A estratégia do governo para 2024, segundo ele, deve fortalecer essas iniciativas, buscando formas de oferecer crédito para investimento e promovendo a inovação tecnológica, integrando a economia brasileira ao cenário mundial e preparando o país para um novo patamar de desenvolvimento.
“A oferta de crédito a custos bem mais baixos do que aquela ofertada pelo sistema oficial, seja por meio do cooperativismo de crédito, seja por meio dos bancos públicos, no caso do investimento especialmente o BNDES, que abre carteiras com taxas de juros bem menores e, portanto, compatível com o custo de capital necessário para fazer os investimentos pelo setor privado.
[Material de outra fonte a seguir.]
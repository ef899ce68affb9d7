//! Error types for Storm

use thiserror::Error;

/// The main error type for Storm operations
#[derive(Debug, Error)]
pub enum StormError {
    #[error("Validation error: {0}")]
    ValidationError(String),

    #[error("Value out of range: {field} must be between {min} and {max}, got {value}")]
    ValueOutOfRange {
        field: String,
        min: f64,
        max: f64,
        value: f64,
    },

    #[error("Invalid range for {field}: min {min} is greater than max {max}")]
    InvertedRange { field: String, min: f64, max: f64 },

    #[error("IO error: {0}")]
    IoError(#[from] std::io::Error),

    #[error("TOML parse error: {0}")]
    TomlParseError(String),

    #[error("TOML serialization error: {0}")]
    TomlSerError(String),
}

/// Result type alias for Storm operations
pub type Result<T> = std::result::Result<T, StormError>;

impl From<toml::de::Error> for StormError {
    fn from(err: toml::de::Error) -> Self {
        StormError::TomlParseError(err.to_string())
    }
}

impl From<toml::ser::Error> for StormError {
    fn from(err: toml::ser::Error) -> Self {
        StormError::TomlSerError(err.to_string())
    }
}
A oferta de projetos estruturantes nos âmbitos federal, mas também as políticas, por exemplo, associada a todo o programa de renegociação de dívidas, especialmente das famílias”, continua citando ele. “São inúmeras iniciativas que visaram, de um lado, manutenção da renda, do outro lado, crédito, do outro lado, investimento, do outro lado, retomada de projetos”.
Fernandes acredita que é nessa estratégia que o governo procurará sustentando a dinâmica de crescimento, integrando a economia brasileira e a economia mundial. “Ampliando nossas carteiras especialmente de exportação de produtos manufaturados, promovendo a agregação de valor na nossa economia, na nossa produção no mercado interno, incorporando o conteúdo nacional às diferentes frentes de estruturação da capacidade industrial e de transformação”. De acordo com ele, essas são as diretrizes que vão sustentar um esforço para manter uma taxa de crescimento e fazer o chamado PIB potencial, ampliar sua perspectiva e, portanto, a sustentação de um crescimento econômico que mantém simultaneamente a inflação baixa e amplia a capacidade de aumentar a renda do trabalho.